In the wake of the George Floyd case, our civic leaders, in their infinite wisdom, decided the optics of arresting young black people would not be good. It would be better to let them sate their appetite for theft. On the way out of the mall area, one vandal shot a firearm into a crowd of shoppers, hitting a young black woman in the arm. The police that were the object of the rioters’ derision were quickly giving her first aid and securing transport to the regional medical center.
So, it is not surprising that our mall was once again targeted. After all, during the first smash and grab at Macy’s, the thieves were not stopped. The police stood there like a bunch of robots whose batteries had gone dead. I doubt the rank and file desired this. This was a decision that most likely came from our cowardly civic leaders, who were more worried about optics than public safety.

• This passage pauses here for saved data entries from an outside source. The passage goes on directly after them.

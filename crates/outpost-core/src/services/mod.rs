//! Sync engine services built on the local database and a remote store

pub mod realtime;
pub mod sync;

pub use realtime::{ListenerHandle, RealtimeListener};
pub use sync::{ApplyOutcome, BootstrapReport, PushReport, SyncService, TableReport};
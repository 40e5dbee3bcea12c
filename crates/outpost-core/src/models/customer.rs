//! Customer model

use serde::{Deserialize, Serialize};

use super::{new_entity_id, now_millis, EntityKind, Synchronizable, TenantId};

/// A shop customer
#[derive(Debug, Clone, PartialEq, Eq, Serialize, Deserialize)]
#[serde(rename_all = "camelCase")]
pub struct Customer {
    pub id: String,
    #[serde(default, skip_serializing_if = "Option::is_none")]
    pub tenant_id: Option<TenantId>,
    pub full_name: String,
    #[serde(default)]
    pub phone: Option<String>,
    #[serde(default)]
    pub email: Option<String>,
    pub created_at: i64,
    pub updated_at: i64,
    #[serde(default)]
    pub is_deleted: bool,
}

impl Customer {
    #[must_use]
    pub fn new(full_name: impl Into<String>) -> Self {
        let now = now_millis();
        Self {
            id: new_entity_id(),
            tenant_id: None,
            full_name: full_name.into(),
            phone: None,
            email: None,
            created_at: now,
            updated_at: now,
            is_deleted: false,
        }
    }
}

impl Synchronizable for Customer {
    const KIND: EntityKind = EntityKind::Customer;

    fn id(&self) -> &str {
        &self.id
    }

    fn tenant_id(&self) -> Option<&TenantId> {
        self.tenant_id.as_ref()
    }

    fn set_tenant_id(&mut self, tenant_id: TenantId) {
        self.tenant_id = Some(tenant_id);
    }

    fn updated_at(&self) -> i64 {
        self.updated_at
    }

    fn set_updated_at(&mut self, updated_at: i64) {
        self.updated_at = updated_at;
    }

    fn is_deleted(&self) -> bool {
        self.is_deleted
    }

    fn set_deleted(&mut self) {
        self.is_deleted = true;
    }
}
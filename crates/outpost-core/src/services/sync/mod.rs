//! Synchronization between the local store and the remote store.
//!
//! [`SyncService`] owns the three paths that move data:
//!
//! - push (`push.rs`): drains the mutation queue under last-write-wins,
//! - bootstrap (`bootstrap.rs`): full-snapshot pull at session start,
//! - inbound apply (`inbound.rs`): the single remote -> local write path,
//!   shared by bootstrap and the realtime listener.
//!
//! Every call takes the session's [`TenantContext`] explicitly. The local
//! database sits behind one async mutex; it is never held across a remote
//! call.

mod bootstrap;
mod inbound;
mod push;

use std::sync::Arc;

use tokio::sync::Mutex;
use tokio::task::JoinHandle;

use crate::config::SyncConfig;
use crate::db::{Database, EntityStore, MutationQueue, SqliteEntityStore, SqliteMutationQueue};
use crate::error::Result;
use crate::mapping::{bind_tenant, FieldMapper, LocalDocument};
use crate::models::{Mutation, MutationOperation, TenantContext};
use crate::remote::RemoteStore;

pub use bootstrap::{BootstrapReport, TableReport};
pub use inbound::ApplyOutcome;
pub use push::PushReport;

/// Sync engine over one local database and one remote store
pub struct SyncService<R> {
    db: Arc<Mutex<Database>>,
    remote: Arc<R>,
    config: SyncConfig,
}

impl<R> Clone for SyncService<R> {
    fn clone(&self) -> Self {
        Self {
            db: Arc::clone(&self.db),
            remote: Arc::clone(&self.remote),
            config: self.config.clone(),
        }
    }
}

impl<R: RemoteStore> SyncService<R> {
    pub fn new(db: Database, remote: Arc<R>, config: SyncConfig) -> Self {
        Self::from_shared(Arc::new(Mutex::new(db)), remote, config)
    }

    /// Build a service over a database other components already share
    pub const fn from_shared(db: Arc<Mutex<Database>>, remote: Arc<R>, config: SyncConfig) -> Self {
        Self { db, remote, config }
    }

    pub const fn database(&self) -> &Arc<Mutex<Database>> {
        &self.db
    }

    pub const fn remote(&self) -> &Arc<R> {
        &self.remote
    }

    pub const fn config(&self) -> &SyncConfig {
        &self.config
    }

    /// Run `f` against the locked database
    pub(crate) async fn with_db<T>(&self, f: impl FnOnce(&mut Database) -> Result<T>) -> Result<T> {
        let mut db = self.db.lock().await;
        f(&mut db)
    }

    /// Persist a local write and record it for push.
    ///
    /// The document and its mutation are written in one transaction, so a
    /// failed write enqueues nothing. The caller owns the entity's
    /// `updated_at`; a `Delete` turns the entity into a tombstone first. When
    /// `push_on_save` is enabled a push follows, and its failure is only
    /// logged: the mutation stays queued for the next cycle.
    pub async fn save<E: FieldMapper>(
        &self,
        ctx: &TenantContext,
        operation: MutationOperation,
        mut entity: E,
    ) -> Result<Mutation> {
        bind_tenant(&mut entity, ctx)?;
        if operation == MutationOperation::Delete {
            entity.set_deleted();
        }
        let document = LocalDocument::from_entity(&entity, ctx)?;

        let mutation = self
            .with_db(|db| {
                let tx = db.connection_mut().transaction()?;
                SqliteEntityStore::new(&tx).upsert(&document)?;
                let mutation = SqliteMutationQueue::new(&tx).enqueue(
                    ctx.tenant_id(),
                    E::KIND,
                    operation,
                    &document.document,
                )?;
                tx.commit()?;
                Ok(mutation)
            })
            .await?;

        tracing::debug!(
            tenant = %ctx.tenant_id(),
            entity_type = %E::KIND,
            entity_id = %mutation.entity_id,
            operation = %operation,
            "Saved local write"
        );

        if self.config.push_on_save {
            if let Err(error) = self.push_pending(ctx).await {
                tracing::warn!("Push after save failed, will retry later: {error}");
            }
        }

        Ok(mutation)
    }

    /// Push up to `batch_size` pending mutations of the session tenant
    pub async fn push_pending(&self, ctx: &TenantContext) -> Result<PushReport> {
        let batch_size = self.config.batch_size;
        let batch = self
            .with_db(|db| {
                SqliteMutationQueue::new(db.connection()).get_pending(ctx.tenant_id(), batch_size)
            })
            .await?;
        self.process_mutations(ctx, batch).await
    }

    /// Periodically push pending mutations until the returned task is aborted
    pub fn spawn_retry_sweep(&self, ctx: TenantContext) -> JoinHandle<()> {
        let service = self.clone();
        let period = self.config.retry_sweep_interval;
        tokio::spawn(async move {
            let mut ticker = tokio::time::interval(period);
            ticker.set_missed_tick_behavior(tokio::time::MissedTickBehavior::Delay);
            loop {
                ticker.tick().await;
                match service.push_pending(&ctx).await {
                    Ok(report) if report.is_empty() => {}
                    Ok(report) => tracing::info!(
                        tenant = %ctx.tenant_id(),
                        processed = report.processed,
                        retried = report.retried,
                        conflicts = report.conflicts,
                        "Retry sweep pushed pending mutations"
                    ),
                    Err(error) => tracing::warn!("Retry sweep failed: {error}"),
                }
            }
        })
    }
}
//! Realtime listener: applies remote change events as they arrive.
//!
//! One subscription spans every table. Events are filtered by tenant on this
//! side and applied through the same inbound path as bootstrap. The feed has
//! no resume cursor, so events missed while lagging or disconnected are only
//! recovered by the next bootstrap.

use tokio::sync::{broadcast, watch};
use tokio::task::JoinHandle;

use crate::error::Result;
use crate::models::TenantContext;
use crate::remote::{ChangeFeed, RemoteChange, RemoteStore};
use crate::services::sync::{ApplyOutcome, SyncService};

/// Applies change-feed events for one session tenant
pub struct RealtimeListener<R> {
    sync: SyncService<R>,
    ctx: TenantContext,
}

/// Handle to a running listener task
pub struct ListenerHandle {
    shutdown: watch::Sender<bool>,
    task: JoinHandle<()>,
}

impl ListenerHandle {
    /// Stop the listener and wait for the task to exit
    pub async fn stop(self) {
        let _ = self.shutdown.send(true);
        if let Err(error) = self.task.await {
            tracing::warn!("Realtime listener task ended abnormally: {error}");
        }
    }

    pub fn is_finished(&self) -> bool {
        self.task.is_finished()
    }
}

impl<R: RemoteStore> RealtimeListener<R> {
    pub const fn new(sync: SyncService<R>, ctx: TenantContext) -> Self {
        Self { sync, ctx }
    }

    /// Apply one event if it belongs to the session tenant.
    ///
    /// Returns `ForeignTenant` without touching the local store for events of
    /// other tenants and for events that name no tenant.
    pub async fn handle_event(&self, change: &RemoteChange) -> Result<ApplyOutcome> {
        if !change
            .tenant_id()
            .is_some_and(|tenant| self.ctx.owns(tenant))
        {
            return Ok(ApplyOutcome::ForeignTenant);
        }
        self.sync.apply_change(&self.ctx, change).await
    }

    /// Subscribe to the change feed and apply events on a background task
    pub fn start(self) -> Result<ListenerHandle> {
        let feed = self.sync.remote().subscribe()?;
        let (shutdown, shutdown_rx) = watch::channel(false);
        tracing::info!(tenant = %self.ctx.tenant_id(), "Realtime listener subscribed");

        let task = tokio::spawn(self.run(feed, shutdown_rx));
        Ok(ListenerHandle { shutdown, task })
    }

    async fn run(self, mut feed: ChangeFeed, mut shutdown: watch::Receiver<bool>) {
        loop {
            tokio::select! {
                changed = shutdown.changed() => {
                    if changed.is_err() || *shutdown.borrow() {
                        break;
                    }
                }
                received = feed.recv() => match received {
                    Ok(change) => match self.handle_event(&change).await {
                        Ok(ApplyOutcome::ForeignTenant) => {}
                        Ok(outcome) => tracing::debug!(
                            table = %change.table,
                            kind = ?change.kind,
                            ?outcome,
                            "Applied realtime change"
                        ),
                        Err(error) => tracing::warn!(
                            table = %change.table,
                            "Failed to apply realtime change: {error}"
                        ),
                    },
                    Err(broadcast::error::RecvError::Lagged(missed)) => {
                        tracing::warn!(
                            tenant = %self.ctx.tenant_id(),
                            missed,
                            "Realtime listener lagged; re-run bootstrap to recover missed changes"
                        );
                    }
                    Err(broadcast::error::RecvError::Closed) => {
                        tracing::info!("Change feed closed, stopping realtime listener");
                        break;
                    }
                },
            }
        }
        tracing::debug!(tenant = %self.ctx.tenant_id(), "Realtime listener stopped");
    }
}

New York policing has taught us the virtues of the concept of broken windows. Don’t fix the small things in a neighborhood and soon you have big things with which to deal. Start with the broken windows because societal neglect and crime are intertwined. Show that minor infractions are not going to be tolerated. In New York, dealing with broken windows has put a big damper on crime.
Our civic leaders chose the opposite perspective. Let them run wild. Let them steal. Let them flee without obstruction, and they will simply go away. Of course, the civic leaders didn’t think that they had now provided an open invitation for thieves to return for another round.
We will shortly hear from academic pundits about black rage, a theory that is used to justify all sorts of anti-social and criminal behavior. Stealing Louis Vuitton luxury goods will be justified because of the legacy of slavery and discrimination. Only harebrained academics take such nonsense seriously.
An organized criminal enterprise is not the consequence of episodic rage, but of a purposeful undertaking. And before we get too hung up on the race of the perpetrators, we should consider that a lot of different kinds of people will be buying these luxury goods on social media, knowing they are stolen.
On the streets of San Francisco, a city where shoplifting under $950 is a misdemeanor, street vendors hawk stolen goods in original wrapping, sometimes just yards from the stores from which they were stolen. Walgreens is closing twenty-two stores in San Francisco, and communities are whining about a prescription desert, but not taking social action to prevent the ongoing plague of theft.
We have a criminal underclass in our society, one that festers and then finds excuses to explode. While my white suburban neighbors have had their societal equilibrium disturbed as a result of the violence and chaos at Nordstrom, inner-city minorities deal with these problems every day, and our criminal justice system ignores them.
We are becoming acclimated to violence. Gangs shooting at each other on Interstate 880 and killing a two-year-old is just another day in Oakland. On Route 4, near Oakley, there was gunfire from a housing development at passing vehicles headed west. Our public hospitals are overrun with shooting victims, usually as part of ongoing gang wars.
There is no leadership. But there is hypocrisy. The so-called congressional “Squad” calls for defunding the police but hires private security for its own protection. An open border brings in desperate people without relevant economic skills. How will they survive? The media find both justification and sanctification for the riots it deems politically appropriate: witness Minneapolis, Portland, and Seattle. In so doing, the media provide legitimacy to thuggery.
The separation between the haves and the have nots is really a separation between the elites and the ordinary, hard-working citizens. The elites have joined with the underclass, but in the end, those who rule with an absence of the heart, as Alexis de Tocqueville noted, are to be vanquished in a single historical night. It will not come soon enough.
Abraham H. Miller is an emeritus professor of political science, University of Cincinnati, and a distinguished fellow with the Haym Salomon Center.